Please tell us why your vegan journey began after you rescued four chickens.

Rescuing hens opened my eyes up to where our food actually comes from. I think I had turned a blind eye to the reality of it and excused eating animal products because I liked the taste. I started doing a little reading around the processes of farming methods and watched a few documentaries. It was when we rescued chickens that weren't from a battery farm, but were in seemingly good condition that I realised the reality. These hens were no longer seen as value for money, after a year they slow down their egg laying and so are considered worthless. They often end up as pet food, but the British Hen Welfare Trust rescue hens in this situation and rehome them, allowing them to enjoy the rest of their relatively short lives.

Please tell us a little bit about them- do they have their own personalities?
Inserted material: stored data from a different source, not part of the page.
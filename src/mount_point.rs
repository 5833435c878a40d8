//! Mount-point naming, creation and removal.
//!
//! pmount only ever removes a directory it created itself; the hidden stamp
//! file written at creation time is the sole basis for that decision. The
//! advisory flock serializes two concurrent pmount invocations racing for the
//! same target directory; it is held only across the fsck + mount window and
//! fails fast instead of queuing, so a wrapper generating mount-point names
//! can regenerate a suffixed name on the locked condition.

use std::fs::File;
use std::os::fd::AsRawFd;
use std::path::Path;

use crate::locking;
use crate::paths::{CREATED_STAMP, DEVICE_ROOT};

/// Longest accepted label, in bytes.
pub const MAX_LABEL_LEN: usize = 255;

/// Validate a user-supplied mount-point label and return the cleaned name.
///
/// A redundant media-root prefix (`/media/foo` for label `foo`) is stripped;
/// the remainder must be non-empty, contain no path separator, and fit the
/// length bound. Checked before any filesystem mutation.
pub fn validate_label(label: &str, media_root: &Path) -> Result<String, String> {
    let mut cleaned = label;
    let root_prefix = format!("{}/", media_root.to_string_lossy());
    if let Some(stripped) = cleaned.strip_prefix(&root_prefix) {
        cleaned = stripped;
    }
    if cleaned.is_empty() {
        return Err("Empty mount point label".to_string());
    }
    if cleaned.contains('/') {
        return Err(format!("Label must not contain '/': {cleaned}"));
    }
    if cleaned.len() > MAX_LABEL_LEN {
        return Err(format!(
            "Label too long (maximum {MAX_LABEL_LEN} characters)"
        ));
    }
    Ok(cleaned.to_string())
}

/// Derive a mount-point name from a device path: the `/dev/` prefix is
/// stripped and remaining separators are flattened to underscores.
pub fn derive_name(device: &Path) -> String {
    let device = device.to_string_lossy();
    let trimmed = device.strip_prefix(DEVICE_ROOT).unwrap_or(&device);
    trimmed
        .trim_start_matches('/')
        .chars()
        .map(|c| if c == '/' { '_' } else { c })
        .collect()
}

/// Create `mntpt` (with the stamp file) if it does not exist. Returns whether
/// this call created the directory.
pub fn prepare(mntpt: &Path) -> Result<bool, String> {
    if mntpt.is_dir() {
        return Ok(false);
    }
    std::fs::create_dir_all(mntpt)
        .map_err(|e| format!("Failed to create {}: {e}", mntpt.display()))?;
    std::fs::write(mntpt.join(CREATED_STAMP), b"")
        .map_err(|e| format!("Failed to stamp {}: {e}", mntpt.display()))?;
    Ok(true)
}

/// Whether `mntpt` is empty aside from pmount's own stamp file.
pub fn is_empty_besides_stamp(mntpt: &Path) -> Result<bool, String> {
    let entries = std::fs::read_dir(mntpt)
        .map_err(|e| format!("Failed to read {}: {e}", mntpt.display()))?;
    for entry in entries {
        let entry = entry.map_err(|e| format!("Failed to read {}: {e}", mntpt.display()))?;
        if entry.file_name() != CREATED_STAMP {
            return Ok(false);
        }
    }
    Ok(true)
}

/// Whether pmount created `mntpt` (stamp file present).
pub fn created_by_us(mntpt: &Path) -> bool {
    mntpt.join(CREATED_STAMP).is_file()
}

/// Remove `mntpt` if and only if pmount created it. Never removes a
/// directory without the stamp, even when empty.
pub fn remove_if_created(mntpt: &Path) -> Result<(), String> {
    if !created_by_us(mntpt) {
        return Ok(());
    }
    std::fs::remove_file(mntpt.join(CREATED_STAMP))
        .map_err(|e| format!("Failed to remove stamp in {}: {e}", mntpt.display()))?;
    std::fs::remove_dir(mntpt)
        .map_err(|e| format!("Failed to remove {}: {e}", mntpt.display()))
}

/// Held advisory lock on a mount-point target; released on drop.
pub struct MntptLock {
    // Held for the flock; the lock dies with the descriptor.
    _file: File,
}

/// Outcome of a non-blocking lock attempt.
pub enum LockAttempt {
    Acquired(MntptLock),
    /// Another pmount invocation holds the target.
    Busy,
}

/// Try to take the advisory lock for the mount point named `name`.
pub fn try_lock(lock_root: &Path, name: &str) -> Result<LockAttempt, String> {
    std::fs::create_dir_all(lock_root)
        .map_err(|e| format!("Failed to create {}: {e}", lock_root.display()))?;
    let path = lock_root.join(locking::lock_key(Path::new(name)));
    let file = File::create(&path)
        .map_err(|e| format!("Failed to create {}: {e}", path.display()))?;
    let rc = unsafe { libc::flock(file.as_raw_fd(), libc::LOCK_EX | libc::LOCK_NB) };
    if rc == 0 {
        return Ok(LockAttempt::Acquired(MntptLock { _file: file }));
    }
    let err = std::io::Error::last_os_error();
    if err.raw_os_error() == Some(libc::EWOULDBLOCK) {
        Ok(LockAttempt::Busy)
    } else {
        Err(format!("Failed to lock {}: {err}", path.display()))
    }
}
They absolutely did. Unfortunately, one problem with rescuing hens is they don't tend to live very long. They have been overbred to lay eggs and their bodies can't cope with the strain put on them, so unfortunately all our hens are no longer with us. They absolutely did have their own personalities and their own little ways. Just as dogs and cats have their own uniqueness, so do chickens. One definitely would rule the roost, and there would be a clear pecking order. They'd come up and find out what you were doing, make lots of noise, and loved to enjoy a dust bath in the sunshine.

Why does interacting with an animal one would normally eat help you to gain a new perspective on things?

I think it is very easy to focus on ourselves and only look inwardly at our lives, not really thinking of the consequences of our actions. I think when you get to know an animal you wouldn't want to inflict unnecessary pain on that being. We don't think it okay to harm a dog or cat because we don't see them as food and once I got to know my chickens I couldn't see them as food anymore. There is an abundance of food that doesn't need to involve an animal in any form and I feel that knowing no animal has had to suffer just for me definitely gives me an inner peace.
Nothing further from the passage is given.